Class to have a new structure for sio.Instance object.

Source code in sleap_nn/evaluation.py
@attrs.define(auto_attribs=True, slots=True)
class MatchInstance:
    """Class to have a new structure for sio.Instance object."""

    instance: sio.Instance
    frame_idx: int
    video_path: str

compute_dists(positive_pairs)

Compute Euclidean distances between matched pairs of instances.

Parameters:

Name Type Description Default
positive_pairs List[Tuple[Instance, PredictedInstance, Any]]

A list of tuples of the form (instance_gt, instance_pr, _) containing the matched pair of instances.

required

Returns:

Type Description
Dict[str, Union[ndarray, List[int], List[str]]]

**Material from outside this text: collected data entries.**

//! # Domain Errors
//!
//! Failures surfaced across port boundaries. Rule evaluation itself never
//! fails; these cover lookups, persistence and outbound transport.

use thiserror::Error;

/// The primary error type for domain and service operations.
#[derive(Error, Debug, Clone, PartialEq)]
pub enum DomainError {
    /// Referenced entity does not exist (e.g., path, SOI, lead)
    #[error("{entity} not found with ID {id}")]
    NotFound { entity: &'static str, id: String },

    /// Request is missing or carries invalid data
    #[error("validation error: {0}")]
    Validation(String),

    /// Persistence layer failure
    #[error("storage error: {0}")]
    Storage(String),

    /// Pixel template could not be rendered
    #[error("render error: {0}")]
    Render(String),
}

impl DomainError {
    pub fn not_found(entity: &'static str, id: impl ToString) -> Self {
        Self::NotFound {
            entity,
            id: id.to_string(),
        }
    }
}

/// Outbound HTTP failure. Callers degrade these to a fallback outcome.
#[derive(Error, Debug, Clone, PartialEq, Eq)]
pub enum TransportError {
    #[error("request timed out")]
    Timeout,

    #[error("connection failed: {0}")]
    Connect(String),

    #[error("request failed: {0}")]
    Other(String),
}

/// A specialized Result type for domain operations.
pub type Result<T> = std::result::Result<T, DomainError>;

A dictionary with the following keys: dists: An array of pairwise distances of shape (n_positive_pairs, n_nodes) frame_idxs: A list of frame indices corresponding to the dists video_paths: A list of video paths corresponding to the dists

Source code in sleap_nn/evaluation.py
def compute_dists(
    positive_pairs: List[Tuple[sio.Instance, sio.PredictedInstance, Any]],
) -> Dict[str, Union[np.ndarray, List[int], List[str]]]:
    """Compute Euclidean distances between matched pairs of instances.

    Args:
        positive_pairs: A list of tuples of the form `(instance_gt, instance_pr, _)`
            containing the matched pair of instances.

    Returns:
        A dictionary with the following keys:
            dists: An array of pairwise distances of shape `(n_positive_pairs, n_nodes)`
            frame_idxs: A list of frame indices corresponding to the `dists`
            video_paths: A list of video paths corresponding to the `dists`
    """
    dists = []
    frame_idxs = []
    video_paths = []
    for instance_gt, instance_pr, _ in positive_pairs:
        points_gt = instance_gt.instance.numpy()
        points_pr = instance_pr.instance.numpy()

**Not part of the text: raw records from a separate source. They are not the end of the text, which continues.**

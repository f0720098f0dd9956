//! Offer cap enforcement against externally owned event counters.

use std::sync::Arc;

use chrono::NaiveDateTime;
use domains::errors::Result;
use domains::models::Offer;
use domains::ports::CapCounter;
use tracing::debug;

pub struct OfferCapTracker {
    counter: Arc<dyn CapCounter>,
}

impl OfferCapTracker {
    pub fn new(counter: Arc<dyn CapCounter>) -> Self {
        Self { counter }
    }

    /// False once the offer has reached its daily (calendar day) or total cap.
    /// Zero or unset caps are not enforced.
    pub async fn under_cap(&self, offer: &Offer, now: NaiveDateTime) -> Result<bool> {
        let Some(caps) = offer.active_times.as_ref() else {
            return Ok(true);
        };

        if let Some(cap) = caps.daily_cap.filter(|c| *c > 0) {
            let start_of_day = now.date().and_hms_opt(0, 0, 0).unwrap_or(now);
            let today = self.counter.count_events(offer.offer_ref(), Some(start_of_day)).await?;
            if today >= cap {
                debug!(offer = %offer.offer_ref(), count = today, cap, "daily cap reached");
                return Ok(false);
            }
        }

        if let Some(cap) = caps.total_cap.filter(|c| *c > 0) {
            let total = self.counter.count_events(offer.offer_ref(), None).await?;
            if total >= cap {
                debug!(offer = %offer.offer_ref(), count = total, cap, "total cap reached");
                return Ok(false);
            }
        }

        Ok(true)
    }
}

        dists.append(np.linalg.norm(points_pr - points_gt, axis=-1))
        frame_idxs.append(instance_gt.frame_idx)
        video_paths.append(instance_gt.video_path)

    dists = np.array(dists)

    # Bundle everything into a dictionary
    dists_dict = {
        "dists": dists,
        "frame_idxs": frame_idxs,
        "video_paths": video_paths,
    }

    return dists_dict

compute_instance_area(points)

Compute the area of the bounding box of a set of keypoints.

Parameters:

Name Type Description Default
points ndarray

A numpy array of coordinates.

required

Returns:

Type Description
ndarray

The area of the bounding box of the points.

Source code in sleap_nn/evaluation.py
def compute_instance_area(points: np.ndarray) -> np.ndarray:
    """Compute the area of the bounding box of a set of keypoints.

    Args:
        points: A numpy array of coordinates.

    Returns:
        The area of the bounding box of the points.
    """
    if points.ndim == 2:
        points = np.expand_dims(points, axis=0)

    min_pt = np.nanmin(points, axis=-2)
    max_pt = np.nanmax(points, axis=-2)

    return np.prod(max_pt - min_pt, axis=-1)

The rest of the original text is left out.